The asthmatic steam engine chuffed through the Arizona desert under a carnelian sky. It was late afternoon and a storm was brewing. Evan, still costumed as a Wild West cowboy, stood at one of the windows because no seats existed on his side of the coach. This should not have been the case since it was a Pullman car. He looked over his shoulder. The other side was banked with plush seats, all of which were occupied by ghostly passengers, the “extras” of America’s favorite sitcom.
The passengers seemed unaware that the middle of the coach was a late 20th century New York subway car, complete with vertical stainless-steel bars and a rubber mat running down the aisle. Straphangers in T-shirts and suits jostled for space as a gravelly voice incoherently mumbled the name of the upcoming stop. Grover Cleveland was evidently still president, according to a newspaper that a man with waxed mustachios was reading in one of the seats by the window.
Evan saw his 7-year-old self sitting next to Madame Blavatsky across from the man reading the newspaper. The boy held a chocolate-colored transistor radio, the speakers of which were cranked up and playing “Ghost Riders in the Sky” by Johnny Cash. As the song droned on, mingling with the noise of the subway speakers’ safety announcement, Evan ungripped the strap he’d been holding onto and grabbed the brass rail under the window.
In the gray clouds hovering over the low mountains, a herd of black fire-snorting cattle climbed a steep embankment. Behind them rode a gang of undead ranchers, led by the Havasupai man who stared down into Evan’s eyes before lifting his hat over his head and crying out for the others to follow him up the jagged acclivity toward an active volcano that was the source of the storm’s thunder. I guess I’m still in Hell, Evan thought.

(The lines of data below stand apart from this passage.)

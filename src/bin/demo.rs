use std::fs::File;
use std::time::Instant;

use anyhow::{anyhow, Result};
use glam::{Mat4, Vec2, Vec3, Vec4};
use log::info;
use softraster::{Pipeline, TextureUnit};
use winit::dpi::LogicalSize;
use winit::event::{Event, WindowEvent};
use winit::event_loop::{ControlFlow, EventLoop};
use winit::window::WindowBuilder;

/// The vertex shader ABI expects exactly five attribute floats per vertex
/// (`position.xyz`, `texcoord.uv`, per [`softraster::mesh::Mesh`]) and
/// writes a (u, v, world-space normal-less placeholder) varying set that
/// the fragment shader below reads back for texturing.
#[derive(Copy, Clone)]
struct Uniforms {
    mvp: Mat4,
}

fn vertex_shader(uniforms: &softraster::uniform::UniformBlock, attributes: &[f32], out_varyings: &mut [f32]) -> Vec4 {
    let raw: Uniforms = uniforms.as_ref();
    let position = Vec3::new(attributes[0], attributes[1], attributes[2]);
    out_varyings[0] = attributes[3];
    out_varyings[1] = attributes[4];
    raw.mvp * position.extend(1.0)
}

fn fragment_shader(_: &softraster::uniform::UniformBlock, textures: &TextureUnit, varyings: &[f32], ddx: &[f32], ddy: &[f32], _out_depth: &mut Option<f32>) -> Vec3 {
    let uv = Vec2::new(varyings[0], varyings[1]);
    let d_max = [ddx[0], ddy[0]].iter().map(|v| v.abs()).fold(0.0f32, f32::max);
    textures.lookup(0, d_max, uv).truncate()
}

fn main() -> Result<()> {
    pretty_env_logger::init();

    let mut args = std::env::args().skip(1);
    let obj_path = args.next().ok_or_else(|| anyhow!("usage: demo <mesh.obj> [texture.png]"))?;
    let texture_path = args.next();

    let mesh = softraster::mesh::load_obj(&obj_path)?;
    info!("loaded {} with {} indices", obj_path, mesh.indices.len());

    let width = 800u32;
    let height = 600u32;
    let mut pipeline = Pipeline::new(width, height);
    pipeline.set_varying_count(4); // one derivative group; u,v occupy lanes 0-1

    let vbo = pipeline.load_vbo(mesh.vertex_bytes());
    let ebo = pipeline.load_ebo(mesh.index_bytes());
    let vao = pipeline.bind_vao(ebo, vbo, 1, softraster::mesh::Mesh::ATTRIBUTE_STRIDE);

    let texture_path = texture_path.or_else(|| mesh.diffuse_texture_path.as_ref().map(|p| p.to_string_lossy().into_owned()));
    if let Some(path) = texture_path {
        let (rgba, tex_width, tex_height) = load_png(&path)?;
        let handle = pipeline.load_texture(&rgba, tex_width, tex_height, 4, 1);
        pipeline.bind_texture(0, handle);
    }

    let mut camera = softraster::camera::OrbitCamera::new(mesh.bounding_sphere.center, mesh.bounding_sphere.radius.max(1.0) * 2.5);

    let event_loop = EventLoop::new();
    let window = WindowBuilder::new()
        .with_title("softraster demo")
        .with_inner_size(LogicalSize::new(width, height))
        .build(&event_loop)?;

    let context = unsafe { softbuffer::Context::new(&window) }.map_err(|e| anyhow!("{e}"))?;
    let mut surface = unsafe { softbuffer::Surface::new(&context, &window) }.map_err(|e| anyhow!("{e}"))?;
    surface
        .resize(width.try_into().unwrap(), height.try_into().unwrap())
        .map_err(|e| anyhow!("{e}"))?;

    let start = Instant::now();

    event_loop.run(move |event, _, control_flow| {
        *control_flow = ControlFlow::Poll;
        match event {
            Event::WindowEvent {
                event: WindowEvent::CloseRequested,
                ..
            } => *control_flow = ControlFlow::Exit,
            Event::MainEventsCleared => {
                camera.orbit(start.elapsed().as_secs_f32() * 0.3 - camera.yaw, 0.0);

                pipeline.clear_color();
                pipeline.clear_depth();
                pipeline.update_uniform(bytemuck_bytes(&Uniforms {
                    mvp: camera.view_projection(width as f32 / height as f32),
                }));

                pipeline.render(vao, &vertex_shader, &fragment_shader);

                let mut frame = vec![0u8; (width * height * 4) as usize];
                pipeline.render_copy(&mut frame);

                let mut buffer = surface.buffer_mut().unwrap();
                for (dst, src) in buffer.iter_mut().zip(frame.chunks_exact(4)) {
                    *dst = u32::from_le_bytes([src[0], src[1], src[2], src[3]]);
                }
                buffer.present().unwrap();
            }
            _ => {}
        }
    });
}

/// Decode a PNG into tightly packed RGBA8 bytes, the same decode path the
/// pipeline's own texture collaborator uses (`png::Decoder` + `next_frame`).
fn load_png(path: &str) -> Result<(Vec<u8>, u32, u32)> {
    let file = File::open(path)?;
    let decoder = png::Decoder::new(file);
    let mut reader = decoder.read_info()?;
    let mut pixels = vec![0u8; reader.output_buffer_size()];
    let info = reader.next_frame(&mut pixels)?;
    let (width, height) = (info.width, info.height);

    let rgba = match info.color_type {
        png::ColorType::Rgba => pixels,
        png::ColorType::Rgb => {
            let mut out = Vec::with_capacity((width * height * 4) as usize);
            for px in pixels.chunks_exact(3) {
                out.extend_from_slice(px);
                out.push(255);
            }
            out
        }
        other => return Err(anyhow!("unsupported PNG color type {other:?}")),
    };
    Ok((rgba, width, height))
}

fn bytemuck_bytes<T>(value: &T) -> &[u8] {
    unsafe { std::slice::from_raw_parts(value as *const T as *const u8, std::mem::size_of::<T>()) }
}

Niyati stood close by. She wore a fawn-colored traveling dress that made her look like a cross between a prohibitionist and equestrienne. Evan glanced at her irritably and closed his eyes as tightly as he could.
“What are you doing?” she asked.
“I’m trying to wake up.”
“Evan, you’re too far into the dream. You can’t wake up now.”
He opened his eyes and turned back to the window. “This is such bullshit.”
“Stop acting like a child.”
“You’re not my mom!”
Niyati laughed because she mistook his remark as a joke. But Evan clicked his tongue and cast an annoyed look at the 7-year-old copy of himself. The child shook its head, as if trying to warn him that he was being a dick.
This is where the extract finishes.